(Beginning of Exercise data)
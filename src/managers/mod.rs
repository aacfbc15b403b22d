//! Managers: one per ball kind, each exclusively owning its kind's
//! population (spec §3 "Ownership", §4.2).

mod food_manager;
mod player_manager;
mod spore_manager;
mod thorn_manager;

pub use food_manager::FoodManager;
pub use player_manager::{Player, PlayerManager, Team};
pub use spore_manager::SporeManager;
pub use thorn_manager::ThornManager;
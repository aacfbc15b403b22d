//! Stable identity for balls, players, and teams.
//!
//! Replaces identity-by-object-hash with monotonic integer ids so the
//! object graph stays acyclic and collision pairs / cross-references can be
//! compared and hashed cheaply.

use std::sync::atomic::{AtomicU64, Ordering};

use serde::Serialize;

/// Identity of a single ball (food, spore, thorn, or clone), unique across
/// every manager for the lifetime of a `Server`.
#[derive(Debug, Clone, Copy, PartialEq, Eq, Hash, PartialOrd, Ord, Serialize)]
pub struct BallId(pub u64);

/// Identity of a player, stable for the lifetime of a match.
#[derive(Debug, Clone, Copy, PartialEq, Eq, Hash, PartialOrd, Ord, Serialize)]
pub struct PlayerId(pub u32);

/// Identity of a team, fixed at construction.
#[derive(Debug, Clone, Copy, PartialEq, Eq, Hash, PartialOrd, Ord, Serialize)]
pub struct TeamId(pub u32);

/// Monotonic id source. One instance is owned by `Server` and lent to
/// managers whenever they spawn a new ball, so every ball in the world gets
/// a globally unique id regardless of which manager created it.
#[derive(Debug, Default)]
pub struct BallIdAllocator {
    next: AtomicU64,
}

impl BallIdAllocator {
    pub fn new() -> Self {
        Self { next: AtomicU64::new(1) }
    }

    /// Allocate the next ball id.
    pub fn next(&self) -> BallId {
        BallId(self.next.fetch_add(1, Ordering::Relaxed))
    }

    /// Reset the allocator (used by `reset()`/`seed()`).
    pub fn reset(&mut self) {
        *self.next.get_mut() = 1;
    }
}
(End of Exercise data)
(Beginning of Exercise data)
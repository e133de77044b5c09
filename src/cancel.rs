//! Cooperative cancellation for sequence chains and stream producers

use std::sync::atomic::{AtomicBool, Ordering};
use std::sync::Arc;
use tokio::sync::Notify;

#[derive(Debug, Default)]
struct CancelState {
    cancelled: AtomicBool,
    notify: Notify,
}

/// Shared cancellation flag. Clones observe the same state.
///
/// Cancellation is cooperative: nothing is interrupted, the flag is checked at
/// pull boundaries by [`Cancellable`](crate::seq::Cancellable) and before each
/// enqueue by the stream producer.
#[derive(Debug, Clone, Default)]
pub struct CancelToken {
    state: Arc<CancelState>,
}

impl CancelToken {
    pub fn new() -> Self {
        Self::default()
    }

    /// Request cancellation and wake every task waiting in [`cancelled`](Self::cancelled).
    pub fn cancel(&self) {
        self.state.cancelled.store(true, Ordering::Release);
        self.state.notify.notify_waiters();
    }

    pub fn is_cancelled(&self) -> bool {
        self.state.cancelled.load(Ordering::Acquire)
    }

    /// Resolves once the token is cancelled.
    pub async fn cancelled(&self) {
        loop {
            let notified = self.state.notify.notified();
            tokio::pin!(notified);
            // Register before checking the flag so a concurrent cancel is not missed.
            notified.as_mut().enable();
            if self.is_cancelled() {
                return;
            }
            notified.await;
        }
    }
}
(End of Exercise data)
▸ **About this task**
Among the records above, find each line holding "every" and list it.

▸ **Exercise output**
/// every manager for the lifetime of a `Server`.
/// managers whenever they spawn a new ball, so every ball in the world gets
    /// Request cancellation and wake every task waiting in [`cancelled`](Self::cancelled).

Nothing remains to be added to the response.